Malaysian palm oil futures gained on Wednesday, snapping three days of losses, with investors buying after prices dropped to a one-month low earlier in the session and on concerns year-end floods in the country could hurt production. "I heard there are worries about floods in the Johor area, and we have also seen some technical buying," said a Singapore-based trader with a global commodities house, referring to the state that accounts for almost 15 percent of Malaysia's total palm production.

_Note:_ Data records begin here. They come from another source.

use crate::fragment::Attrs;

/// Legacy `<font size>` scale bounds.
pub const MIN_FONT_SIZE: u8 = 1;
pub const MAX_FONT_SIZE: u8 = 7;

/// Maps a pixel size onto the 1-7 `<font size>` scale.
pub fn px_to_font_bucket(px: f32) -> u8 {
    match px {
        px if px <= 10.0 => 1,
        px if px <= 12.0 => 2,
        px if px <= 14.0 => 3,
        px if px <= 18.0 => 4,
        px if px <= 24.0 => 5,
        px if px <= 36.0 => 6,
        _ => 7,
    }
}

pub fn parse_px(value: &str) -> Option<f32> {
    let value = value.trim();
    let number = value.strip_suffix("px").unwrap_or(value).trim();
    number.parse::<f32>().ok().filter(|px| px.is_finite() && *px > 0.0)
}

const NAMED_COLORS: &[(&str, &str)] = &[
    ("black", "#000000"),
    ("white", "#ffffff"),
    ("red", "#ff0000"),
    ("green", "#008000"),
    ("lime", "#00ff00"),
    ("blue", "#0000ff"),
    ("yellow", "#ffff00"),
    ("orange", "#ffa500"),
    ("purple", "#800080"),
    ("gray", "#808080"),
    ("grey", "#808080"),
    ("silver", "#c0c0c0"),
    ("navy", "#000080"),
    ("teal", "#008080"),
    ("maroon", "#800000"),
    ("fuchsia", "#ff00ff"),
    ("aqua", "#00ffff"),
];

/// Normalizes a CSS colour (`#rgb`, `#rrggbb`, `rgb()`, `rgba()` or a basic
/// keyword) to lowercase `#rrggbb`.
pub fn css_color_to_hex(value: &str) -> Option<String> {
    let value = value.trim().to_ascii_lowercase();

    if let Some(hex) = value.strip_prefix('#') {
        if !hex.chars().all(|c| c.is_ascii_hexdigit()) {
            return None;
        }
        return match hex.len() {
            3 => Some(hex.chars().fold(String::from("#"), |mut out, c| {
                out.push(c);
                out.push(c);
                out
            })),
            6 => Some(format!("#{hex}")),
            _ => None,
        };
    }

    if let Some(args) = value
        .strip_prefix("rgba(")
        .or_else(|| value.strip_prefix("rgb("))
        .and_then(|rest| rest.strip_suffix(')'))
    {
        let channels: Vec<u8> = args
            .split(|c: char| c == ',' || c == '/' || c.is_whitespace())
            .filter(|part| !part.is_empty())
            .take(3)
            .map(|part| part.parse::<f32>().ok().map(|v| v.round().clamp(0.0, 255.0) as u8))
            .collect::<Option<Vec<_>>>()?;
        let [r, g, b] = channels.as_slice() else {
            return None;
        };
        return Some(format!("#{r:02x}{g:02x}{b:02x}"));
    }

    NAMED_COLORS
        .iter()
        .find(|(name, _)| *name == value)
        .map(|(_, hex)| hex.to_string())
}

/// Declarations of an inline `style` attribute, in source order.
pub fn style_declarations(attrs: &Attrs) -> Vec<(String, String)> {
    let Some(style) = attrs.get("style") else {
        return Vec::new();
    };
    style
        .split(';')
        .filter_map(|decl| {
            let (name, value) = decl.split_once(':')?;
            let name = name.trim().to_ascii_lowercase();
            let value = value.trim().to_string();
            (!name.is_empty() && !value.is_empty()).then_some((name, value))
        })
        .collect()
}

pub fn style_value(attrs: &Attrs, property: &str) -> Option<String> {
    style_declarations(attrs)
        .into_iter()
        .rev()
        .find(|(name, _)| name == property)
        .map(|(_, value)| value)
}

/// Drops `property` from the inline style. Returns whether anything changed.
pub fn remove_style_property(attrs: &mut Attrs, property: &str) -> bool {
    let declarations = style_declarations(attrs);
    if !declarations.iter().any(|(name, _)| name == property) {
        return false;
    }
    let kept: Vec<String> = declarations
        .into_iter()
        .filter(|(name, _)| name != property)
        .map(|(name, value)| format!("{name}: {value}"))
        .collect();
    if kept.is_empty() {
        attrs.remove("style");
    } else {
        attrs.insert("style".to_string(), format!("{};", kept.join("; ")));
    }
    true
}

pub fn is_bold_weight(value: &str) -> bool {
    match value.trim() {
        "bold" | "bolder" => true,
        other => other.parse::<u16>().is_ok_and(|weight| weight >= 600),
    }
}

The benchmark January contract on the Bursa Malaysia Derivatives Exchange gained 1.1 percent to close at 2,397 ringgit ($786) per tonne. Prices earlier fell to their weakest since October 8 at 2,364 ringgit. Total traded volumes stood at 43,064 lots of 25 tonnes each, much higher than the usual 25,000 lots. Technicals showed palm oil could rebound to 2,423 ringgit, as support held firm at 2,377 ringgit, Reuters market analyst Wang Tao said.
Malaysia's palm oil exports rose 10 percent to a 2012-high at 1.6 million tonnes in October, and the steep discount between palm oil and soybean oil could uncover more demand and help ease swelling stocks. Stock levels in Malaysia, the world's No 2 palm oil producer, were projected to reach a record 2.67 million tonnes in October, a Reuters survey showed on Tuesday. In other vegetable oil markets, US soyoil for December delivery inched up 0.3 percent in late Asian trade. The most active May 2013 soybean oil contract on the Dalian Commodity Exchange was almost flat.